[Stored data entries]
※ ※ ※

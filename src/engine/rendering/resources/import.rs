//! The hand-off point for geometry and textures loaded by an external importer.
//!
//! Importers produce an [`ImportedScene`] in the fixed [`Vertex3D`] format with 32-bit
//! indices. Uploading it turns every entry into a GPU resource, keeping the name index.

use crate::core::Vertex3D;
use crate::error_info;
use crate::rendering::resources::factory::ResourceFactory;
use crate::rendering::resources::mesh::{Mesh, MeshDesc, MeshError};
use crate::rendering::resources::texture::{Texture2D, TextureError};
use log::debug;
use snafu::{ResultExt, Snafu};
use std::collections::HashMap;
use std::sync::Arc;

#[derive(Debug, Snafu)]
#[snafu(context(suffix(Err)), visibility(pub(crate)))]
pub enum ImportError {
    #[snafu(display("Failed to upload mesh {name:?}: {source}"))]
    MeshUpload { name: String, source: MeshError },

    #[snafu(display("Failed to upload texture #{index}: {source}"))]
    TextureUpload { index: usize, source: TextureError },
}

error_info!(ImportError {} wrap { MeshUpload, TextureUpload });

#[derive(Debug, Clone, Default)]
pub struct ImportedMesh {
    pub name: String,
    pub vertices: Vec<Vertex3D>,
    pub indices: Vec<u32>,
}

#[derive(Debug, Clone, Default)]
pub struct ImportedScene {
    pub meshes: Vec<ImportedMesh>,
    /// Encoded image files, decoded on upload.
    pub textures: Vec<Vec<u8>>,
    pub mesh_index: HashMap<String, usize>,
}

impl ImportedScene {
    /// Adds a mesh and indexes it by name.
    pub fn push_mesh(&mut self, mesh: ImportedMesh) -> usize {
        let index = self.meshes.len();
        self.mesh_index.insert(mesh.name.clone(), index);
        self.meshes.push(mesh);
        index
    }
}

#[derive(Debug, Default)]
pub struct UploadedScene {
    pub meshes: Vec<Arc<Mesh>>,
    pub textures: Vec<Texture2D>,
    pub mesh_index: HashMap<String, usize>,
}

impl UploadedScene {
    pub fn mesh(&self, name: &str) -> Option<&Arc<Mesh>> {
        self.mesh_index.get(name).and_then(|&i| self.meshes.get(i))
    }
}

impl ResourceFactory<'_> {
    pub fn upload_imported(&self, scene: &ImportedScene) -> Result<UploadedScene, ImportError> {
        let meshes = scene
            .meshes
            .iter()
            .map(|mesh| {
                self.create_mesh(&mesh.vertices, &mesh.indices, &MeshDesc::default())
                    .map(Arc::new)
                    .context(MeshUploadErr {
                        name: mesh.name.clone(),
                    })
            })
            .collect::<Result<Vec<_>, _>>()?;

        let textures = scene
            .textures
            .iter()
            .enumerate()
            .map(|(index, bytes)| {
                self.create_texture_from_compressed_data(bytes)
                    .context(TextureUploadErr { index })
            })
            .collect::<Result<Vec<_>, _>>()?;

        debug!(
            "Uploaded {} meshes and {} textures",
            meshes.len(),
            textures.len()
        );

        Ok(UploadedScene {
            meshes,
            textures,
            mesh_index: scene.mesh_index.clone(),
        })
    }
}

※ ※ ※

_What this task involves_:
Write the entries out once more, exactly as given.

_Your response_:
filename src/engine/rendering/resources/import.rs
//! The hand-off point for geometry and textures loaded by an external importer.
//!
//! Importers produce an [`ImportedScene`] in the fixed [`Vertex3D`] format with 32-bit
//! indices. Uploading it turns every entry into a GPU resource, keeping the name index.

use crate::core::Vertex3D;
use crate::error_info;
use crate::rendering::resources::factory::ResourceFactory;
use crate::rendering::resources::mesh::{Mesh, MeshDesc, MeshError};
use crate::rendering::resources::texture::{Texture2D, TextureError};
use log::debug;
use snafu::{ResultExt, Snafu};
use std::collections::HashMap;
use std::sync::Arc;

#[derive(Debug, Snafu)]
#[snafu(context(suffix(Err)), visibility(pub(crate)))]
pub enum ImportError {
    #[snafu(display("Failed to upload mesh {name:?}: {source}"))]
    MeshUpload { name: String, source: MeshError },

    #[snafu(display("Failed to upload texture #{index}: {source}"))]
    TextureUpload { index: usize, source: TextureError },
}

error_info!(ImportError {} wrap { MeshUpload, TextureUpload });

#[derive(Debug, Clone, Default)]
pub struct ImportedMesh {
    pub name: String,
    pub vertices: Vec<Vertex3D>,
    pub indices: Vec<u32>,
}

#[derive(Debug, Clone, Default)]
pub struct ImportedScene {
    pub meshes: Vec<ImportedMesh>,
    /// Encoded image files, decoded on upload.
    pub textures: Vec<Vec<u8>>,
    pub mesh_index: HashMap<String, usize>,
}

impl ImportedScene {
    /// Adds a mesh and indexes it by name.
    pub fn push_mesh(&mut self, mesh: ImportedMesh) -> usize {
        let index = self.meshes.len();
        self.mesh_index.insert(mesh.name.clone(), index);
        self.meshes.push(mesh);
        index
    }
}

#[derive(Debug, Default)]
pub struct UploadedScene {
    pub meshes: Vec<Arc<Mesh>>,
    pub textures: Vec<Texture2D>,
    pub mesh_index: HashMap<String, usize>,
}

impl UploadedScene {
    pub fn mesh(&self, name: &str) -> Option<&Arc<Mesh>> {
        self.mesh_index.get(name).and_then(|&i| self.meshes.get(i))
    }
}

impl ResourceFactory<'_> {
    pub fn upload_imported(&self, scene: &ImportedScene) -> Result<UploadedScene, ImportError> {
        let meshes = scene
            .meshes
            .iter()
            .map(|mesh| {
                self.create_mesh(&mesh.vertices, &mesh.indices, &MeshDesc::default())
                    .map(Arc::new)
                    .context(MeshUploadErr {
                        name: mesh.name.clone(),
                    })
            })
            .collect::<Result<Vec<_>, _>>()?;

        let textures = scene
            .textures
            .iter()
            .enumerate()
            .map(|(index, bytes)| {
                self.create_texture_from_compressed_data(bytes)
                    .context(TextureUploadErr { index })
            })
            .collect::<Result<Vec<_>, _>>()?;

        debug!(
            "Uploaded {} meshes and {} textures",
            meshes.len(),
            textures.len()
        );

        Ok(UploadedScene {
            meshes,
            textures,
            mesh_index: scene.mesh_index.clone(),
        })
    }
}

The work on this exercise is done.